Content starts
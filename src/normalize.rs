//! Accent- and case-insensitive location matching

use unicode_normalization::char::is_combining_mark;
use unicode_normalization::UnicodeNormalization;

/// Lowercases `input`, decomposes it (NFD) and drops the combining marks.
///
/// Lowercasing happens first so that marks introduced by case mapping
/// (`İ` lowercases to `i` + U+0307) are stripped too.
///
/// ```
/// use fakebnb::normalize::normalize;
/// assert_eq!(normalize("Medellín"), "medellin");
/// ```
pub fn normalize(input: &str) -> String {
    input
        .to_lowercase()
        .nfd()
        .filter(|c| !is_combining_mark(*c))
        .collect()
}

/// True when the normalized `needle` occurs in the normalized `location`.
/// An empty needle matches every location.
pub fn location_matches(location: &str, needle: &str) -> bool {
    let needle = normalize(needle.trim());
    needle.is_empty() || normalize(location).contains(&needle)
}
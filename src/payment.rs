//! Fake payment step of the booking flow
//!
//! Checks that the card form was filled in plausibly and approves the charge.
//! Nothing is sent anywhere.

use rand::{distr::Alphanumeric, Rng};
use serde::Serialize;
use thiserror::Error;

use crate::model::CardDetails;

#[derive(Error, Debug, Clone, PartialEq, Eq)]
pub enum PaymentError {
    #[error("The {0} field is required.")]
    MissingField(&'static str),

    #[error("The card number must have between 12 and 19 digits.")]
    InvalidCardNumber,

    #[error("The expiry date must use the MM/YY format.")]
    InvalidExpiry,

    #[error("The CVC must have 3 or 4 digits.")]
    InvalidCvc,
}

#[derive(Debug, Clone, Serialize, PartialEq, Eq)]
pub struct PaymentReceipt {
    pub reference: String,
    pub amount: u64,
    /// Last four digits of the card
    pub card_last4: String,
}

#[derive(Debug, Clone, Copy, Default)]
pub struct FakePaymentGateway;

impl FakePaymentGateway {
    pub fn charge(&self, card: &CardDetails, amount: u64) -> Result<PaymentReceipt, PaymentError> {
        if card.holder.trim().is_empty() {
            return Err(PaymentError::MissingField("card holder"));
        }
        if card.number.trim().is_empty() {
            return Err(PaymentError::MissingField("card number"));
        }
        if card.expiry.trim().is_empty() {
            return Err(PaymentError::MissingField("expiry date"));
        }
        if card.cvc.trim().is_empty() {
            return Err(PaymentError::MissingField("CVC"));
        }

        let digits: String = card.number.chars().filter(|c| !c.is_whitespace()).collect();
        if !(12..=19).contains(&digits.len()) || !digits.chars().all(|c| c.is_ascii_digit()) {
            return Err(PaymentError::InvalidCardNumber);
        }

        if !valid_expiry(card.expiry.trim()) {
            return Err(PaymentError::InvalidExpiry);
        }

        let cvc = card.cvc.trim();
        if !(3..=4).contains(&cvc.len()) || !cvc.chars().all(|c| c.is_ascii_digit()) {
            return Err(PaymentError::InvalidCvc);
        }

        let reference: String = rand::rng()
            .sample_iter(&Alphanumeric)
            .take(10)
            .map(char::from)
            .collect();

        Ok(PaymentReceipt {
            reference: format!("PAY-{}", reference.to_uppercase()),
            amount,
            card_last4: digits[digits.len() - 4..].to_string(),
        })
    }
}

fn valid_expiry(expiry: &str) -> bool {
    let Some((month, year)) = expiry.split_once('/') else {
        return false;
    };
    let month_ok = month.len() == 2
        && month.chars().all(|c| c.is_ascii_digit())
        && matches!(month.parse::<u8>(), Ok(1..=12));
    let year_ok = year.len() == 2 && year.chars().all(|c| c.is_ascii_digit());
    month_ok && year_ok
}
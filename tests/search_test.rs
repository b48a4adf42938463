//! Tests for the pure search building blocks: location normalization,
//! date conflicts, attribute filtering and search composition.

use chrono::{NaiveDate, Utc};
use std::convert::Infallible;

use fakebnb::availability::{conflicts, is_available, BoundaryPolicy, DateRange};
use fakebnb::filter::{matches_filter, AttributeFilter};
use fakebnb::model::{Listing, Reservation};
use fakebnb::normalize::{location_matches, normalize};
use fakebnb::search::{refine, search_listings, SearchQuery, SearchResults, NO_LISTINGS_MESSAGE};

fn date(s: &str) -> NaiveDate {
    NaiveDate::parse_from_str(s, "%Y-%m-%d").unwrap()
}

fn listing(id: &str, location: &str) -> Listing {
    Listing {
        id: id.to_string(),
        title: format!("Listing {}", id),
        description: String::new(),
        location: location.to_string(),
        price: 100,
        max_guests: 4,
        rooms: 2,
        bathrooms: 1,
        pets_allowed: true,
        pool: true,
        wifi: true,
        air_conditioning: false,
        parking: false,
        images: vec![],
        latitude: None,
        longitude: None,
    }
}

fn reservation(listing_id: &str, start: &str, end: &str) -> Reservation {
    Reservation {
        id: format!("r-{}-{}", listing_id, start),
        listing_id: listing_id.to_string(),
        user_id: "u1".to_string(),
        user_email: "guest@example.com".to_string(),
        title: String::new(),
        location: String::new(),
        start_date: date(start),
        end_date: date(end),
        nightly_price: 100,
        nights: 0,
        total_price: 0,
        payment_reference: None,
        created_at: Utc::now(),
    }
}

fn available(reservations: &[Reservation], start: &str, end: &str) -> bool {
    is_available(
        &listing("a", "Medellín"),
        reservations,
        date(start),
        date(end),
        BoundaryPolicy::Inclusive,
    )
}

// ----- normalizer -----

#[test]
fn test_normalize_is_idempotent() {
    for s in ["Medellín", "SÃO PAULO", "Ñuñoa", "", "İstanbul", "Zürich 8001", "crème brûlée"] {
        let once = normalize(s);
        assert_eq!(normalize(&once), once, "input {:?}", s);
    }
}

#[test]
fn test_normalize_ignores_accents_and_case() {
    assert_eq!(normalize("Medellín"), normalize("medellin"));
    assert_eq!(normalize("BOGOTÁ"), "bogota");
    assert_eq!(normalize(""), "");
}

#[test]
fn test_location_matches_substring() {
    assert!(location_matches("El Poblado, Medellín, Colombia", "medellin"));
    assert!(location_matches("El Poblado, Medellín, Colombia", "  POBLADO "));
    assert!(location_matches("Anywhere", ""));
    assert!(!location_matches("Envigado, Colombia", "medellin"));
}

// ----- availability -----

#[test]
fn test_no_reservations_is_always_available() {
    assert!(available(&[], "2025-08-01", "2025-08-05"));
    assert!(available(&[], "2030-01-01", "2030-12-31"));
}

#[test]
fn test_identical_range_conflicts() {
    let booked = [reservation("a", "2025-08-01", "2025-08-05")];
    assert!(!available(&booked, "2025-08-01", "2025-08-05"));
}

#[test]
fn test_disjoint_range_is_available() {
    let booked = [reservation("a", "2025-08-01", "2025-08-05")];
    assert!(available(&booked, "2025-08-10", "2025-08-12"));
    assert!(available(&booked, "2025-07-20", "2025-07-25"));
}

#[test]
fn test_partial_overlaps_and_containment_conflict() {
    let booked = [reservation("a", "2025-08-01", "2025-08-05")];
    assert!(!available(&booked, "2025-07-30", "2025-08-02"));
    assert!(!available(&booked, "2025-08-03", "2025-08-10"));
    assert!(!available(&booked, "2025-07-25", "2025-08-20"));
    assert!(!available(&booked, "2025-08-02", "2025-08-03"));
}

#[test]
fn test_reservations_of_other_listings_are_ignored() {
    let booked = [reservation("b", "2025-08-01", "2025-08-05")];
    assert!(available(&booked, "2025-08-01", "2025-08-05"));
}

#[test]
fn test_checkout_day_policy() {
    let (start, end) = (date("2025-08-01"), date("2025-08-05"));

    // Inclusive bounds: starting on the checkout day collides.
    assert!(conflicts(BoundaryPolicy::Inclusive, date("2025-08-05"), date("2025-08-07"), start, end));
    assert!(conflicts(BoundaryPolicy::Inclusive, date("2025-07-29"), date("2025-08-01"), start, end));

    // Same-day turnover: both edges are free.
    assert!(!conflicts(BoundaryPolicy::SameDayTurnover, date("2025-08-05"), date("2025-08-07"), start, end));
    assert!(!conflicts(BoundaryPolicy::SameDayTurnover, date("2025-07-29"), date("2025-08-01"), start, end));
    assert!(conflicts(BoundaryPolicy::SameDayTurnover, date("2025-08-04"), date("2025-08-07"), start, end));
    assert!(conflicts(BoundaryPolicy::SameDayTurnover, date("2025-07-25"), date("2025-08-20"), start, end));
}

#[test]
fn test_date_range_validation() {
    assert!(DateRange::from_parts(None, Some(date("2025-08-05"))).is_err());
    assert!(DateRange::from_parts(Some(date("2025-08-05")), None).is_err());
    assert!(DateRange::new(date("2025-08-05"), date("2025-08-05")).is_err());
    assert!(DateRange::new(date("2025-08-06"), date("2025-08-05")).is_err());

    let range = DateRange::new(date("2025-08-01"), date("2025-08-05")).unwrap();
    assert_eq!(range.nights(), 4);
}

// ----- attribute filter -----

#[test]
fn test_default_filter_accepts_everything() {
    assert!(matches_filter(&listing("a", "x"), &AttributeFilter::default()));
}

#[test]
fn test_filter_is_conjunctive() {
    let l = listing("a", "x");
    let passing = AttributeFilter {
        min_guests: 4,
        min_rooms: 2,
        min_bathrooms: 1,
        max_price: 100,
        require_pets: true,
        require_pool: true,
        require_wifi: true,
    };
    assert!(matches_filter(&l, &passing));

    let failing_one = [
        AttributeFilter { min_guests: 5, ..passing.clone() },
        AttributeFilter { min_rooms: 3, ..passing.clone() },
        AttributeFilter { min_bathrooms: 2, ..passing.clone() },
        AttributeFilter { max_price: 99, ..passing.clone() },
    ];
    for filter in &failing_one {
        assert!(!matches_filter(&l, filter), "{:?}", filter);
    }
}

#[test]
fn test_amenity_flags_are_implications() {
    let mut l = listing("a", "x");
    l.pool = false;

    let wants_pool = AttributeFilter { require_pool: true, ..AttributeFilter::default() };
    assert!(!matches_filter(&l, &wants_pool));

    let no_pool_needed = AttributeFilter { require_pool: false, ..wants_pool };
    assert!(matches_filter(&l, &no_pool_needed));

    l.pets_allowed = false;
    l.wifi = false;
    assert!(!matches_filter(&l, &AttributeFilter { require_pets: true, ..AttributeFilter::default() }));
    assert!(!matches_filter(&l, &AttributeFilter { require_wifi: true, ..AttributeFilter::default() }));
}

#[test]
fn test_max_price_threshold() {
    let mut l = listing("a", "x");
    l.price = 500_000;
    assert!(!matches_filter(&l, &AttributeFilter { max_price: 10, ..AttributeFilter::default() }));
    assert!(matches_filter(&l, &AttributeFilter { max_price: 1_000_000, ..AttributeFilter::default() }));
}

// ----- search composition -----

fn fetch_from<'a>(
    all: &'a [Reservation],
) -> impl FnMut(&str) -> Result<Vec<Reservation>, Infallible> + 'a {
    move |listing_id| Ok(all.iter().filter(|r| r.listing_id == listing_id).cloned().collect())
}

#[test]
fn test_search_excludes_booked_listing() {
    let listings = vec![listing("a", "El Poblado, Medellín"), listing("b", "Laureles, Medellín")];
    let booked = vec![reservation("a", "2025-08-26", "2025-08-31")];
    let range = DateRange::new(date("2025-08-28"), date("2025-08-30")).unwrap();

    let found = search_listings(&listings, "Medellín", range, BoundaryPolicy::Inclusive, fetch_from(&booked)).unwrap();

    let ids: Vec<_> = found.iter().map(|l| l.id.as_str()).collect();
    assert_eq!(ids, vec!["b"]);
}

#[test]
fn test_search_only_fetches_location_matches() {
    let listings = vec![listing("a", "Medellín"), listing("b", "Cartagena")];
    let range = DateRange::new(date("2025-08-01"), date("2025-08-03")).unwrap();
    let mut asked = Vec::new();

    let found = search_listings(&listings, "cartagena", range, BoundaryPolicy::Inclusive, |id| {
        asked.push(id.to_string());
        Ok::<_, Infallible>(vec![])
    })
    .unwrap();

    assert_eq!(found.len(), 1);
    assert_eq!(asked, vec!["b".to_string()]);
}

#[test]
fn test_search_with_no_match_is_empty_not_error() {
    let listings = vec![listing("a", "Medellín")];
    let range = DateRange::new(date("2025-08-01"), date("2025-08-03")).unwrap();

    let found = search_listings(&listings, "Tokyo", range, BoundaryPolicy::Inclusive, fetch_from(&[])).unwrap();
    assert!(found.is_empty());

    let results = SearchResults::new(found, true);
    assert_eq!(results.count, 0);
    assert_eq!(results.message, Some(NO_LISTINGS_MESSAGE));
}

#[test]
fn test_search_propagates_fetch_failure() {
    let listings = vec![listing("a", "Medellín")];
    let range = DateRange::new(date("2025-08-01"), date("2025-08-03")).unwrap();

    let result = search_listings(&listings, "", range, BoundaryPolicy::Inclusive, |_| Err("offline"));
    assert_eq!(result, Err("offline"));
}

#[test]
fn test_search_is_repeatable() {
    let listings = vec![listing("a", "Medellín"), listing("b", "Medellín"), listing("c", "Cali")];
    let booked = vec![reservation("b", "2025-08-01", "2025-08-10")];
    let range = DateRange::new(date("2025-08-05"), date("2025-08-07")).unwrap();

    let first = search_listings(&listings, "medellin", range, BoundaryPolicy::Inclusive, fetch_from(&booked)).unwrap();
    let second = search_listings(&listings, "medellin", range, BoundaryPolicy::Inclusive, fetch_from(&booked)).unwrap();
    assert_eq!(first, second);
}

#[test]
fn test_refine_never_adds_listings() {
    let base = vec![listing("b", "Medellín")];
    let refined = refine(&base, &AttributeFilter::default());
    assert_eq!(refined, base);
}

#[test]
fn test_search_query_requires_both_dates() {
    let query = SearchQuery {
        location: "Medellín".to_string(),
        start_date: Some(date("2025-08-01")),
        end_date: None,
    };
    assert!(query.date_range().is_err());
}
Content ends
Report all lines of the material that contain the word "chars".

Task output -
        let digits: String = card.number.chars().filter(|c| !c.is_whitespace()).collect();
        if !(12..=19).contains(&digits.len()) || !digits.chars().all(|c| c.is_ascii_digit()) {
        if !(3..=4).contains(&cvc.len()) || !cvc.chars().all(|c| c.is_ascii_digit()) {
        && month.chars().all(|c| c.is_ascii_digit())
    let year_ok = year.len() == 2 && year.chars().all(|c| c.is_ascii_digit());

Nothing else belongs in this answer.